Exposure to high levels of dust-mite allergen among patients with asthma who are allergic to dust mites is associated with greater severity of disease and increased use of health care,1,2 but the clinical effectiveness of avoidance of mite allergen by patients with asthma remains controversial. Removal of mite-sensitive children with asthma from their homes to the low-allergen environment of high-altitude sanitariums improves airway reactivity and reduces airway inflammation,3,4 but other factors besides the avoidance of mites may be responsible for these improvements.

There are conflicting data on the effectiveness of domestic mite-allergen control in patients with asthma.5-11 It also remains unclear whether a major reduction in personal exposure, similar to that achieved at high altitudes, can be achieved in homes. Since mite allergens become airborne only after the disturbance of dust, it seems likely that most exposure occurs in bed. In recent years, comfortable water-vapor–permeable, mite-allergen–impermeable bed covers have been marketed that substantially reduce the level of exposure to allergen in bed.12 In a pragmatic, randomized trial involving typical adult patients with asthma in primary care, we tested the hypothesis that allergen-impermeable bed covers improve asthma control.

Methods

Study Design

We conducted a randomized, parallel-group, double-blind, placebo-controlled trial of mite-allergen avoidance (with the use of allergen-impermeable covers for mattresses, pillows, and quilts or identical-appearing covers that were not impermeable to mite allergen) among adult patients with asthma who were registered with 154 general practices in the Medical Research Council's General Practice Research Framework. The multicenter research ethics committee and all the local research ethics committees approved the study. All patients gave written informed consent.

Study Participants

Letters of invitation were sent to all patients 18 to 50 years of age with physician-diagnosed asthma who were regularly taking inhaled corticosteroids and were enrolled in participating practices. Patients already using allergen-impermeable bed covers or using less than 100 μg of albuterol per day or the equivalent were excluded. At entry (before randomization), serum Dermatophagoides pteronyssinus–specific IgE was measured in a central laboratory by immunoassay (UniCAP, Pharmacia–Upjohn), and sensitization was defined by a concentration of more than 0.35 kU per liter.13 Patients and assessors were unaware of the patients' mite-sensitivity status. Randomization was performed at the coordination center, and the minimization technique was used to generate the randomization schedule. The minimization procedure ensured balance between the randomized groups within each practice and according to pet ownership or nonownership, smoking status, and mite-specific IgE levels.

Study Procedures

Consenting, eligible patients were randomly assigned to receive either mattress, pillow, and quilt covers impermeable to D. pteronyssinus 1 (Der p1) (vapor-permeable Allergy Control barrier [Allergy Control Products]) or non-impermeable polyester–cotton (control) covers. The covers were fitted by a research nurse and left on the bedding for one year. No specific washing instructions for bed covers or any other information on the avoidance of mites was given to patients in either group.

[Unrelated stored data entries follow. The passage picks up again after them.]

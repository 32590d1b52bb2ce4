//! Embedded shader sources and their on-disk export.
//!
//! Hosts that load shaders by path get copies of the embedded sources written
//! into a directory of the caller's choosing.

use std::fs;
use std::io;
use std::path::{Path, PathBuf};

use tracing::{debug, info, warn};

use crate::error::{Result, ShaderError};
use crate::template::{ShaderTemplate, SlotFills};

/// Pipeline stage of a shader source.
#[derive(Debug, Clone, Copy, PartialEq, Eq, Hash)]
pub enum ShaderStage {
    Vertex,
    Fragment,
}

/// A GLSL source compiled into the crate.
#[derive(Debug, Clone, Copy, PartialEq, Eq)]
pub struct ShaderSource {
    /// File name used on export.
    pub name: &'static str,
    pub stage: ShaderStage,
    pub source: &'static str,
}

impl ShaderSource {
    /// Parse the source as a slot template.
    pub fn template(&self) -> Result<ShaderTemplate> {
        ShaderTemplate::parse(self.name, self.source)
    }
}

pub const PBR_VERTEX: ShaderSource = ShaderSource {
    name: "pbr_v.vert",
    stage: ShaderStage::Vertex,
    source: include_str!("../shaders/pbr_v.vert"),
};

pub const PBR_SKINNED_VERTEX: ShaderSource = ShaderSource {
    name: "pbr_v_arm.vert",
    stage: ShaderStage::Vertex,
    source: include_str!("../shaders/pbr_v_arm.vert"),
};

pub const PBR_FRAGMENT: ShaderSource = ShaderSource {
    name: "pbr_f.frag",
    stage: ShaderStage::Fragment,
    source: include_str!("../shaders/pbr_f.frag"),
};

pub const QUAD_VERTEX: ShaderSource = ShaderSource {
    name: "min_v.vert",
    stage: ShaderStage::Vertex,
    source: include_str!("../shaders/min_v.vert"),
};

pub const SCREENSPACE_FRAGMENT: ShaderSource = ShaderSource {
    name: "screenspace_f.frag",
    stage: ShaderStage::Fragment,
    source: include_str!("../shaders/screenspace_f.frag"),
};

/// Every embedded source.
pub const ALL_SOURCES: [ShaderSource; 5] = [
    PBR_VERTEX,
    PBR_SKINNED_VERTEX,
    PBR_FRAGMENT,
    QUAD_VERTEX,
    SCREENSPACE_FRAGMENT,
];

/// Vertex + fragment pairs the toolkit loads.
#[derive(Debug, Clone, Copy, PartialEq, Eq, Hash)]
pub enum Program {
    /// Static meshes.
    Pbr,
    /// Hardware-skinned meshes; shares the PBR fragment stage.
    PbrSkinned,
    /// Full-screen post chain.
    ScreenSpace,
}

impl Program {
    pub const fn vertex(self) -> &'static ShaderSource {
        match self {
            Self::Pbr => &PBR_VERTEX,
            Self::PbrSkinned => &PBR_SKINNED_VERTEX,
            Self::ScreenSpace => &QUAD_VERTEX,
        }
    }

    pub const fn fragment(self) -> &'static ShaderSource {
        match self {
            Self::Pbr | Self::PbrSkinned => &PBR_FRAGMENT,
            Self::ScreenSpace => &SCREENSPACE_FRAGMENT,
        }
    }
}

/// Paths of an exported program.
#[derive(Debug, Clone, PartialEq, Eq)]
pub struct ProgramPaths {
    pub vertex: PathBuf,
    pub fragment: PathBuf,
}

/// Code injected into a program's vertex and fragment templates.
#[derive(Debug, Clone, Default, PartialEq, Eq)]
pub struct CustomCode {
    pub vertex: SlotFills,
    pub fragment: SlotFills,
}

impl CustomCode {
    pub fn is_empty(&self) -> bool {
        self.vertex.is_empty() && self.fragment.is_empty()
    }
}

/// Outcome of removing exported shader files.
#[derive(Debug, Clone, Default, PartialEq, Eq)]
pub struct CleanupReport {
    pub removed: Vec<PathBuf>,
    /// Files that were already gone.
    pub missing: Vec<PathBuf>,
}

/// Directory that exported shader files live in.
#[derive(Debug, Clone)]
pub struct ShaderLibrary {
    dir: PathBuf,
}

impl ShaderLibrary {
    pub fn new(dir: impl Into<PathBuf>) -> Self {
        Self { dir: dir.into() }
    }

    pub fn dir(&self) -> &Path {
        &self.dir
    }

    /// Path an embedded source is exported to.
    pub fn path_of(&self, source: &ShaderSource) -> PathBuf {
        self.dir.join(source.name)
    }

    /// Paths of a program's stock sources.
    pub fn paths(&self, program: Program) -> ProgramPaths {
        ProgramPaths {
            vertex: self.path_of(program.vertex()),
            fragment: self.path_of(program.fragment()),
        }
    }

    fn write(&self, name: &str, contents: &str) -> Result<PathBuf> {
        let path = self.dir.join(name);
        fs::create_dir_all(&self.dir)
            .and_then(|()| fs::write(&path, contents))
            .map_err(|source| ShaderError::Write {
                path: path.clone(),
                source,
            })?;
        debug!("Wrote shader {}", path.display());
        Ok(path)
    }

    /// Write every embedded source, overwriting existing files.
    pub fn export(&self) -> Result<Vec<PathBuf>> {
        let paths = ALL_SOURCES
            .iter()
            .map(|source| self.write(source.name, source.source))
            .collect::<Result<Vec<_>>>()?;
        info!(
            "Exported {} shader sources to {}",
            paths.len(),
            self.dir.display()
        );
        Ok(paths)
    }

    /// Write one program's stock sources.
    pub fn export_program(&self, program: Program) -> Result<ProgramPaths> {
        let vertex = program.vertex();
        let fragment = program.fragment();
        Ok(ProgramPaths {
            vertex: self.write(vertex.name, vertex.source)?,
            fragment: self.write(fragment.name, fragment.source)?,
        })
    }

    /// Render a program's templates with `code` and write them as
    /// `<prefix>_<name>`.
    ///
    /// Nothing is written if either stage fails to render.
    pub fn export_custom(
        &self,
        program: Program,
        prefix: &str,
        code: &CustomCode,
    ) -> Result<ProgramPaths> {
        let vertex = program.vertex().template()?.render(&code.vertex)?;
        let fragment = program.fragment().template()?.render(&code.fragment)?;
        let paths = ProgramPaths {
            vertex: self.write(&format!("{prefix}_{}", program.vertex().name), &vertex)?,
            fragment: self.write(&format!("{prefix}_{}", program.fragment().name), &fragment)?,
        };
        info!("Exported custom {:?} program '{}'", program, prefix);
        Ok(paths)
    }

    /// Delete the exported screen-space program.
    ///
    /// Files that are already gone are reported, not treated as errors.
    pub fn remove_screenspace(&self) -> Result<CleanupReport> {
        let mut report = CleanupReport::default();
        let paths = self.paths(Program::ScreenSpace);
        for path in [paths.vertex, paths.fragment] {
            match fs::remove_file(&path) {
                Ok(()) => {
                    debug!("Removed shader {}", path.display());
                    report.removed.push(path);
                }
                Err(err) if err.kind() == io::ErrorKind::NotFound => {
                    warn!("Screen-space shader {} was already removed", path.display());
                    report.missing.push(path);
                }
                Err(source) => return Err(ShaderError::Remove { path, source }),
            }
        }
        Ok(report)
    }
}
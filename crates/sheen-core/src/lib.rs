//! Core types, sampling math, and errors for the sheen PBR toolkit.
//!
//! This crate provides the foundational pieces shared by every other crate:
//! - Quasi-random sampling (Hammersley points, radical inverse)
//! - GGX importance sampling and split-sum helpers
//! - Color and material parameter types
//! - The toolkit-wide error type

pub mod error;
pub mod math;
pub mod types;

pub use error::{Error, Result};
pub use types::{LinearRgba, MaterialInputs};

/// Toolkit-wide constants
pub mod constants {
    /// Sample count used for a texel whose sample scale is 1.0.
    pub const BASE_SAMPLE_COUNT: u32 = 1024;
    /// Lower bound applied to the per-texel sample scale.
    pub const MIN_SAMPLE_SCALE: f32 = 0.001;
    /// Default LUT output width in texels.
    pub const DEFAULT_LUT_WIDTH: u32 = 1080;
    /// Default LUT output height in texels.
    pub const DEFAULT_LUT_HEIGHT: u32 = 1920;
    /// Denominators at or below this are treated as zero by the BRDF integrator.
    pub const DENOM_EPSILON: f32 = 1e-6;
    /// Default file name of a generated BRDF lookup table.
    pub const DEFAULT_LUT_FILE: &str = "output_brdf_lut.png";
    /// Default file name of the LUT generator's input image.
    pub const DEFAULT_INPUT_FILE: &str = "input_texture.png";
}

The homes of all patients were visited at the start of the study, and the homes of a 10 percent random sample of the patients were also visited at 6 and 12 months. Dust samples were collected by the vacuuming of a 1-m² area of the mattress for two minutes through a filter device (ALK). The samples were assayed for Der p1 with the use of a two-site immunometric enzyme-linked immunosorbent assay.14

Study Schedule and Outcomes

Patients who responded to the invitation completed a screening questionnaire. Those who met the criteria for inclusion were seen by study nurses and completed a detailed questionnaire capturing data on medication use, pet ownership, smoking history, time spent away from home, and use of allergen-impermeable covers. A blood sample was collected for measurement of serum mite-allergen–specific IgE.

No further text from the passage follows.